=== Begin Enclosure ===
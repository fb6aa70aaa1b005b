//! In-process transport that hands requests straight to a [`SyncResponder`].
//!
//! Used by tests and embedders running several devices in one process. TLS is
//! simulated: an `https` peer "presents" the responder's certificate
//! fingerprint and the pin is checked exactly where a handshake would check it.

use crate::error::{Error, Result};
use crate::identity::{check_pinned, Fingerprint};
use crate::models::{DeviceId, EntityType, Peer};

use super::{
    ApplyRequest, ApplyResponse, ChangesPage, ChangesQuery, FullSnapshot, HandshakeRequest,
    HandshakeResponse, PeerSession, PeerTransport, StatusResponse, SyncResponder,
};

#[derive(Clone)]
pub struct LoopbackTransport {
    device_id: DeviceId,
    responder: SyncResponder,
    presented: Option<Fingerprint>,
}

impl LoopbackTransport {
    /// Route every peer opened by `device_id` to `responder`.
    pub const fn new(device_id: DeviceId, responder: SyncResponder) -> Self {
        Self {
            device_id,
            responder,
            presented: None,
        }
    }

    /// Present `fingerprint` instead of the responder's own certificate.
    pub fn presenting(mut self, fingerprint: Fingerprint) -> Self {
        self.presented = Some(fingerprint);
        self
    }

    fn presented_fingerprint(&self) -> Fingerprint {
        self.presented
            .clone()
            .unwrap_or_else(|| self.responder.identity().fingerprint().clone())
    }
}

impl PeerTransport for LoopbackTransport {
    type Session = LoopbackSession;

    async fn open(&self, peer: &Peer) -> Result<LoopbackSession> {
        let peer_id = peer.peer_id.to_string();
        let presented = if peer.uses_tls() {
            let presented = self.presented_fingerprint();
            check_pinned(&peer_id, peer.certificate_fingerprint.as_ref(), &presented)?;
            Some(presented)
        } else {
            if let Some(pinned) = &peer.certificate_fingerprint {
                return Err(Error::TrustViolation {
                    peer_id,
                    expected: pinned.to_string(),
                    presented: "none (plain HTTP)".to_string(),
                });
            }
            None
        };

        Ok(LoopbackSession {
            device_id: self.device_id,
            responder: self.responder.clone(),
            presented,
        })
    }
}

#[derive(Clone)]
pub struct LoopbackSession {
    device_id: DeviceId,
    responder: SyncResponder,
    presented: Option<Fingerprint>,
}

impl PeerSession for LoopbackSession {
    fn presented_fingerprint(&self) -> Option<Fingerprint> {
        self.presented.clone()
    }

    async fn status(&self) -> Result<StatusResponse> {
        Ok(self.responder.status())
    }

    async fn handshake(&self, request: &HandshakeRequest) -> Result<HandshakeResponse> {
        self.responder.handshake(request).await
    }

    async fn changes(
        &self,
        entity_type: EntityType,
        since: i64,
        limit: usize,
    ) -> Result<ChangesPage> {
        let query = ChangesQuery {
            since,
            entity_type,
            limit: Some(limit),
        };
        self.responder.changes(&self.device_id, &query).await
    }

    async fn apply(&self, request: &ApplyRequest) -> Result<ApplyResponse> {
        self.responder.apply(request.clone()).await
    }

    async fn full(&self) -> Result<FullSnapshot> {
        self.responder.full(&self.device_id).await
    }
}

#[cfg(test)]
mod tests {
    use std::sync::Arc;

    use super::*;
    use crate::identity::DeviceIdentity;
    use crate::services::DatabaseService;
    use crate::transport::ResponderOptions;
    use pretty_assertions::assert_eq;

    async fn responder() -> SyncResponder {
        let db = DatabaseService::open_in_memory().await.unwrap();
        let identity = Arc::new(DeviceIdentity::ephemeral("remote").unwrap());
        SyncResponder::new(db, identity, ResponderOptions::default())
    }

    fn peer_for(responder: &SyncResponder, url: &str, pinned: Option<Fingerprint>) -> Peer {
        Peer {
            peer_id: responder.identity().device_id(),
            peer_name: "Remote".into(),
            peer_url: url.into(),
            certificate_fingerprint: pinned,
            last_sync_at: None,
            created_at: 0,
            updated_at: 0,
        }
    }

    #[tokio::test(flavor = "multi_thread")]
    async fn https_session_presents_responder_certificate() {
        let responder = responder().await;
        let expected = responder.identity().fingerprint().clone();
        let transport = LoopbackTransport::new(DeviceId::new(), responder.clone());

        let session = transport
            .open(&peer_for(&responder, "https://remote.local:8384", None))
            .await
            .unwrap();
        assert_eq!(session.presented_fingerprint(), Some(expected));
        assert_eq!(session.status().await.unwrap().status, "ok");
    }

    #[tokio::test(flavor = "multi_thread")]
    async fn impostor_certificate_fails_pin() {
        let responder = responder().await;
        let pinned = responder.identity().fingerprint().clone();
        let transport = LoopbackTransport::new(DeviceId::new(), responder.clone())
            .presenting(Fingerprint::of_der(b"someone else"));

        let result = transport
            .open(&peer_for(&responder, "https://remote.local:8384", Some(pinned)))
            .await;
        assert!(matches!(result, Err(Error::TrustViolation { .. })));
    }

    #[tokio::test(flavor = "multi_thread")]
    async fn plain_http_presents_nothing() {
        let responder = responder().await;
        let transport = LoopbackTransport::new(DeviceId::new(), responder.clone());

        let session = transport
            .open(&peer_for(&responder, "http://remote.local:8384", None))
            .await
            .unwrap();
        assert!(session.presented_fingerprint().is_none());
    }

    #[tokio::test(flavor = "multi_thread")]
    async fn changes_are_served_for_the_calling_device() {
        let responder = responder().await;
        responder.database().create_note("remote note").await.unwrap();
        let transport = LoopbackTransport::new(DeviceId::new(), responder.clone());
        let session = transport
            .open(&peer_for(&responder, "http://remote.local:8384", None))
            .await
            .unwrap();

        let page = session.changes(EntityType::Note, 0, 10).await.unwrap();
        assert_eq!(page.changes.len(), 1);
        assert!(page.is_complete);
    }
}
=== End Enclosure ===
Problem statement
Determine how many lines of the entries contain the string "EntityType", and reply with nothing but the number.

Written response
3